Les fameux rayons de lumière — des colonnes de soleil direct qui tombent à travers des ouvertures dans le plafond du canyon et illuminent le sable en suspension en quelque chose qui ressemble à de la lumière solide — apparaissent dans l’Upper Antelope Canyon entre approximativement 11h et 13h30 les jours ensoleillés de fin mars à début octobre. Ils sont réels. Les photographies ne les exagèrent pas. Le rayon entre par le haut, frappe la poussière et le sable flottant, et se résout en une colonne de lumière si brillante et si clairement définie contre les parois ombragées du canyon qu’elle ressemble à un effet de scène, quelque chose installé par un scénographe avec du matériel coûteux et trop d’ambition artistique. J’ai passé vingt minutes à regarder un rayon se déplacer sur le sol du canyon à mesure que la terre tournait, la colonne de lumière se déplaçant de centimètres, et les autres touristes autour de moi restaient silencieux de la façon dont les gens ne restent silencieux que dans des endroits qu’ils reconnaissent comme sacrés.
Le Lower Antelope Canyon — un système de fente séparé, moins fréquenté et nécessitant des échelles pour le naviguer — est plus étroit et plus long et a une qualité de lumière différente, plus diffuse, filtrant vers le bas à travers la fente supérieure et rebondissant entre les parois de façons qui produisent des combinaisons de couleurs sans nom. Les graffitis qui défigurent de nombreux endroits naturels sont en grande partie absents ici ; les Navajos gèrent le canyon avec un soin qui reflète son statut de quelque chose au-delà d’une attraction touristique.

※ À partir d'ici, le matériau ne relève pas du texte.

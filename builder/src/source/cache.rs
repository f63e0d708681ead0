//! Process-wide cache of loaded remote graphs.
//!
//! Entries are keyed by the literal URL string and never expire; callers drop
//! them with [`SourceCache::invalidate`] or [`SourceCache::clear`]. Each key
//! has its own slot lock, so concurrent requests for one URL perform a single
//! fetch while requests for different URLs proceed independently. A failed
//! load caches nothing, so the next request retries.

use std::collections::HashMap;
use std::sync::{Arc, OnceLock};

use parking_lot::Mutex;

use crate::graph::Graph;

type Slot = Arc<Mutex<Option<Arc<Graph>>>>;

/// URL-keyed cache with at most one load in flight per key.
#[derive(Debug, Default)]
pub struct SourceCache {
    slots: Mutex<HashMap<String, Slot>>,
}

impl SourceCache {
    /// An empty cache, independent of [`SourceCache::global`].
    #[must_use]
    pub fn new() -> Self {
        Self::default()
    }

    /// The shared process-wide cache.
    pub fn global() -> &'static SourceCache {
        static GLOBAL: OnceLock<SourceCache> = OnceLock::new();
        GLOBAL.get_or_init(SourceCache::new)
    }

    /// Returns the cached graph for `url`, or runs `load` and caches its
    /// result. Concurrent callers for the same `url` wait for the first load
    /// rather than starting their own.
    ///
    /// # Errors
    ///
    /// Returns whatever `load` returns; nothing is cached in that case.
    pub fn get_or_load<F, E>(&self, url: &str, load: F) -> Result<Arc<Graph>, E>
    where
        F: FnOnce() -> Result<Graph, E>,
    {
        let slot = {
            let mut slots = self.slots.lock();
            Arc::clone(slots.entry(url.to_owned()).or_default())
        };
        let mut cached = slot.lock();
        if let Some(graph) = cached.as_ref() {
            tracing::info!(url, "remote source served from cache");
            return Ok(Arc::clone(graph));
        }
        match load() {
            Ok(graph) => {
                let graph = Arc::new(graph);
                *cached = Some(Arc::clone(&graph));
                Ok(graph)
            }
            Err(e) => {
                drop(cached);
                self.forget_empty(url, &slot);
                Err(e)
            }
        }
    }

    /// Removes the empty slot for `url` unless another caller holds it.
    fn forget_empty(&self, url: &str, slot: &Slot) {
        let mut slots = self.slots.lock();
        let unshared = slots
            .get(url)
            .is_some_and(|entry| Arc::ptr_eq(entry, slot) && Arc::strong_count(slot) == 2);
        if unshared {
            slots.remove(url);
        }
    }

    /// The cached graph for `url`, without loading.
    #[must_use]
    pub fn get(&self, url: &str) -> Option<Arc<Graph>> {
        let slot = self.slots.lock().get(url).cloned()?;
        let cached = slot.lock();
        cached.clone()
    }

    /// Drops the entry for `url`. Returns whether a graph was cached.
    pub fn invalidate(&self, url: &str) -> bool {
        let Some(slot) = self.slots.lock().remove(url) else {
            return false;
        };
        let filled = slot.lock().is_some();
        filled
    }

    /// Drops every entry.
    pub fn clear(&self) {
        self.slots.lock().clear();
    }

    /// Number of cached graphs.
    #[must_use]
    pub fn len(&self) -> usize {
        let slots: Vec<Slot> = self.slots.lock().values().cloned().collect();
        slots.iter().filter(|slot| slot.lock().is_some()).count()
    }

    /// Whether no graph is cached.
    #[must_use]
    pub fn is_empty(&self) -> bool {
        self.len() == 0
    }
}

La région autour de Page a d’autres raisons de visiter. Le Lac Powell — le réservoir créé par le Barrage Glen Canyon — divise les opinions depuis des décennies, le barrage ayant inondé Glen Canyon en 1966 dans ce que beaucoup de défenseurs de l’environnement appellent encore la plus grande erreur environnementale de l’histoire américaine. Ce qui reste est une étrange beauté : des parois de canyon rouge plongeant dans de l’eau bleue, des péniches dérivant à travers des formations qui se trouvaient autrefois à sec. Le Horseshoe Bend du Colorado, à cinq kilomètres au sud de Page, s’atteint en vingt minutes de marche depuis la route et offre une vue du fleuve décrivant un virage à 270 degrés à travers le grès navajo 300 mètres en dessous.
Quand y aller : De fin mars à début octobre pour les rayons de lumière dans l’Upper Antelope Canyon ; visez des visites à midi entre avril et septembre pour les meilleures conditions de rayons. Les intersaisons (avril–mai et septembre–octobre) offrent une meilleure disponibilité des tours et moins de pression des foules qu’en plein été. Réservez les tours des semaines à l’avance ; c’est l’un des canyons en fente les plus visités au monde et l’accès le jour même est rarement possible.